Healthy dividend stocks have the potential to:

  • Offer a plump income stream in both good and bad times.
  • Provide needed diversification to growth-oriented portfolios.
  • Outperform the S&P 500 over the long haul.

Let’s take a look at three dividend plays that represent sizeable positions in the Bill & Melinda Gates Foundation Trust. It might make sense to follow along — maybe with some of your spare change.

1. Caterpillar (CAT)

Modern hydraulic excavator on a field work site where an excavation works is performed in Kuala Lumpur, Malaysia.
Sallehudin Ahmad/Shutterstock

With a healthy dividend yield of 2.3%, Caterpillar leads off our list.

According to its most recent 13F filing with the Securities and Exchange Commission, the Gates Foundation owns more than 18.6 million shares of the construction equipment giant, representing 9.3% of the portfolio.

Caterpillar shares have slumped in recent months, down more than 25% from their 52-week highs, but now might be an opportune time for bargain hunters to jump in. Competitors like John Deere and Cummins have also been punished.

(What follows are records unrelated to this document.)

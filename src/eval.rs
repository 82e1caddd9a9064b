//! The constant evaluator.
//!
//! Constant declarations are folded by a recursive walk over their defining
//! expressions. A name encountered twice within one call chain is a cyclic
//! declaration. Results are memoised into the entity table, so each
//! constant is folded at most once per compilation unit.

use std::collections::{BTreeMap, BTreeSet};

use crate::error::{err, ErrorKind, Result};
use crate::types::{Binop, NameId, Value};
use crate::types::ast::{Expr, ExprKind};
use crate::types::entity::{ConstTc, Entity, ModuleEnv};

/// The constant folding engine. Holds the visiting chain for cycle
/// detection.
pub struct ConstEvaluator<'a, 'l> {
  env: &'a mut ModuleEnv<'l>,
  visiting: Vec<NameId>,
}

impl<'a, 'l> ConstEvaluator<'a, 'l> {
  /// Create an evaluator over the given resolver state.
  pub fn new(env: &'a mut ModuleEnv<'l>) -> Self {
    ConstEvaluator { env, visiting: vec![] }
  }

  /// Evaluate the named constant, memoising the result. Fails with
  /// `CyclicConstant` if the name is already being evaluated further up
  /// the call chain.
  pub fn evaluate_name(&mut self, name: NameId, at: &Expr) -> Result<Value> {
    if let Some(v) = self.env.constant(name) { return Ok(v) }
    if self.visiting.contains(&name) {
      return err(ErrorKind::CyclicConstant(name.name), at.span)
    }
    let e = match self.env.names.get(&name) {
      Some(Entity::Const(ConstTc::Unresolved(e))) => e.clone(),
      Some(_) => return err(ErrorKind::NonConstantExpression, at.span),
      None => return err(ErrorKind::Resolve(name.to_string()), at.span),
    };
    self.visiting.push(name);
    let v = self.eval(&e);
    self.visiting.pop();
    let v = v?;
    self.env.names.insert(name, Entity::Const(ConstTc::Evaluated(v.clone())));
    Ok(v)
  }

  /// Fold an expression to a value, or fail with `NonConstantExpression`
  /// (or a more specific kind) if it is not a compile-time constant.
  pub fn eval(&mut self, e: &Expr) -> Result<Value> {
    match &e.k {
      ExprKind::Lit(v) => Ok(v.clone()),
      ExprKind::Name(m, s) => {
        let Some(name) = self.env.resolve_name(*m, *s) else {
          return err(ErrorKind::Resolve(s.to_string()), e.span)
        };
        // A function name folds to a deferred function reference.
        if let Some((_, ty)) = self.env.function(name) {
          return Ok(Value::Fun(name, ty))
        }
        self.evaluate_name(name, e)
      }
      ExprKind::FunConst(m, s) => {
        let Some(name) = self.env.resolve_name(*m, *s) else {
          return err(ErrorKind::Resolve(s.to_string()), e.span)
        };
        match self.env.function(name) {
          Some((_, ty)) => Ok(Value::Fun(name, ty)),
          None => err(ErrorKind::UnknownFunctionOrMethod(*s), e.span),
        }
      }
      ExprKind::Binary(op, a, b) => {
        let va = self.eval(a)?;
        let vb = self.eval(b)?;
        match op.apply(&va, &vb) {
          Some(v) => Ok(v),
          None => err(binop_error(*op), e.span),
        }
      }
      ExprKind::Unary(op, a) => {
        let va = self.eval(a)?;
        match op.apply(&va) {
          Some(v) => Ok(v),
          None => err(ErrorKind::InvalidNumericExpression, e.span),
        }
      }
      ExprKind::ListCon(es) => Ok(Value::List(
        es.iter().map(|e| self.eval(e)).collect::<Result<_>>()?)),
      ExprKind::SetCon(es) => Ok(Value::Set(
        es.iter().map(|e| self.eval(e)).collect::<Result<BTreeSet<_>>>()?)),
      ExprKind::TupleCon(es) => Ok(Value::Tuple(
        es.iter().map(|e| self.eval(e)).collect::<Result<_>>()?)),
      ExprKind::DictCon(kvs) => Ok(Value::Dict(kvs.iter()
        .map(|(k, v)| Ok((self.eval(k)?, self.eval(v)?)))
        .collect::<Result<BTreeMap<_, _>>>()?)),
      ExprKind::RecordCon(fields) => Ok(Value::record(fields.iter()
        .map(|(name, e)| Ok((*name, self.eval(e)?)))
        .collect::<Result<Vec<_>>>()?)),
      ExprKind::FieldAccess(rec, name) => {
        let v = self.eval(rec)?;
        if let Value::Record(fields) = &v {
          if let Some((_, v)) = fields.iter().find(|(f, _)| f == name) {
            return Ok(v.clone())
          }
        }
        err(ErrorKind::NonConstantExpression, e.span)
      }
      ExprKind::Access(list, idx) => {
        let vl = self.eval(list)?;
        let vi = self.eval(idx)?;
        match (&vl, &vi) {
          (Value::List(l), Value::Int(i)) =>
            match usize::try_from(i).ok().and_then(|i| l.get(i)) {
              Some(v) => Ok(v.clone()),
              None => err(ErrorKind::InvalidListExpression, e.span),
            },
          (Value::Dict(d), k) => match d.get(k) {
            Some(v) => Ok(v.clone()),
            None => err(ErrorKind::InvalidListExpression, e.span),
          },
          _ => err(ErrorKind::InvalidListExpression, e.span),
        }
      }
      // Invocations, variable references, comprehensions and the rest are
      // not compile-time constants.
      ExprKind::This | ExprKind::SubList(_, _, _) | ExprKind::Invoke { .. } |
      ExprKind::Spawn(_) | ExprKind::Comprehension { .. } |
      ExprKind::TypeTest(_, _) | ExprKind::Cast(_, _) =>
        err(ErrorKind::NonConstantExpression, e.span),
    }
  }
}

/// The error kind for a binary operation that failed to fold, by the class
/// of the operation.
fn binop_error(op: Binop) -> ErrorKind {
  match op {
    Binop::Add | Binop::Sub | Binop::Mul | Binop::Div | Binop::Rem |
    Binop::Range | Binop::Shl | Binop::Shr => ErrorKind::InvalidNumericExpression,
    Binop::And | Binop::Or | Binop::Xor |
    Binop::LogicalAnd | Binop::LogicalOr => ErrorKind::InvalidBooleanExpression,
    Binop::Union | Binop::Intersect | Binop::Difference |
    Binop::Subset | Binop::SubsetEq => ErrorKind::InvalidSetExpression,
    Binop::Append => ErrorKind::InvalidListExpression,
    _ => ErrorKind::InvalidBinaryExpression,
  }
}

#[cfg(test)]
mod tests {
  use super::*;
  use crate::error::Error;
  use crate::symbol::intern;
  use crate::types::{ast, FileSpan, ModuleId, Spanned};
  use crate::types::entity::NoLoader;

  fn sp<T>(k: T) -> Spanned<T> { Spanned { span: FileSpan::unknown(), k } }

  fn lit(n: i64) -> Expr { sp(ExprKind::Lit(Value::int(n))) }

  fn name(s: &str) -> Expr { sp(ExprKind::Name(None, intern(s))) }

  fn bin(op: Binop, a: Expr, b: Expr) -> Expr {
    sp(ExprKind::Binary(op, Box::new(a), Box::new(b)))
  }

  fn unit_with(consts: &[(&str, Expr)]) -> ast::SourceFile {
    ast::SourceFile {
      module: ModuleId(intern("test")),
      file: intern("test.whiley"),
      imports: vec![],
      decls: consts.iter().map(|(n, e)| sp(ast::Decl::Const(ast::ConstDecl {
        name: intern(n),
        value: e.clone(),
      }))).collect(),
    }
  }

  #[test]
  fn folds_through_names() {
    let unit = unit_with(&[
      ("A", bin(Binop::Add, name("B"), lit(1))),
      ("B", lit(2)),
    ]);
    let loader = NoLoader;
    let mut env = ModuleEnv::new(&loader, &unit);
    let a = NameId::new(env.module, intern("A"));
    let v = ConstEvaluator::new(&mut env).evaluate_name(a, &lit(0)).unwrap();
    assert_eq!(v, Value::int(3));
    // Memoised.
    assert_eq!(env.constant(a), Some(Value::int(3)));
  }

  #[test]
  fn detects_cycles() {
    let unit = unit_with(&[
      ("A", bin(Binop::Add, name("B"), lit(1))),
      ("B", bin(Binop::Add, name("A"), lit(1))),
    ]);
    let loader = NoLoader;
    let mut env = ModuleEnv::new(&loader, &unit);
    let a = NameId::new(env.module, intern("A"));
    let e = ConstEvaluator::new(&mut env).evaluate_name(a, &lit(0)).unwrap_err();
    let Error::Syntax(e) = e else { panic!("expected a syntax error") };
    assert!(matches!(e.kind, ErrorKind::CyclicConstant(_)));
  }

  #[test]
  fn rejects_non_constants() {
    let unit = unit_with(&[("A", sp(ExprKind::Invoke {
      name: intern("f"),
      receiver: None,
      args: vec![],
      synchronous: false,
    }))]);
    let loader = NoLoader;
    let mut env = ModuleEnv::new(&loader, &unit);
    let a = NameId::new(env.module, intern("A"));
    let e = ConstEvaluator::new(&mut env).evaluate_name(a, &lit(0)).unwrap_err();
    let Error::Syntax(e) = e else { panic!("expected a syntax error") };
    assert_eq!(e.kind, ErrorKind::NonConstantExpression);
  }

  #[test]
  fn folds_aggregates() {
    let unit = unit_with(&[("A", sp(ExprKind::RecordCon(vec![
      (intern("y"), lit(2)),
      (intern("x"), sp(ExprKind::ListCon(vec![lit(1), lit(2)]))),
    ])))]);
    let loader = NoLoader;
    let mut env = ModuleEnv::new(&loader, &unit);
    let a = NameId::new(env.module, intern("A"));
    let v = ConstEvaluator::new(&mut env).evaluate_name(a, &lit(0)).unwrap();
    let Value::Record(fields) = v else { panic!() };
    assert_eq!(fields[0].0, intern("x"));
    assert_eq!(fields[1].0, intern("y"));
  }

  #[test]
  fn division_by_zero_rejected() {
    let unit = unit_with(&[("A", bin(Binop::Div, lit(1), lit(0)))]);
    let loader = NoLoader;
    let mut env = ModuleEnv::new(&loader, &unit);
    let a = NameId::new(env.module, intern("A"));
    let e = ConstEvaluator::new(&mut env).evaluate_name(a, &lit(0)).unwrap_err();
    let Error::Syntax(e) = e else { panic!() };
    assert_eq!(e.kind, ErrorKind::InvalidNumericExpression);
  }
}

Despite the bearish sentiment surrounding heavy machinery stocks, Caterpillar’s dividend continues to be backed by unmatched brand credibility, scale advantages and massive free cash flow generation.

In the most recent quarter, Caterpillar’s revenue jumped 29% to US$12.9 billion. More importantly, management returned US$800 million to shareholders through dividends and share repurchases.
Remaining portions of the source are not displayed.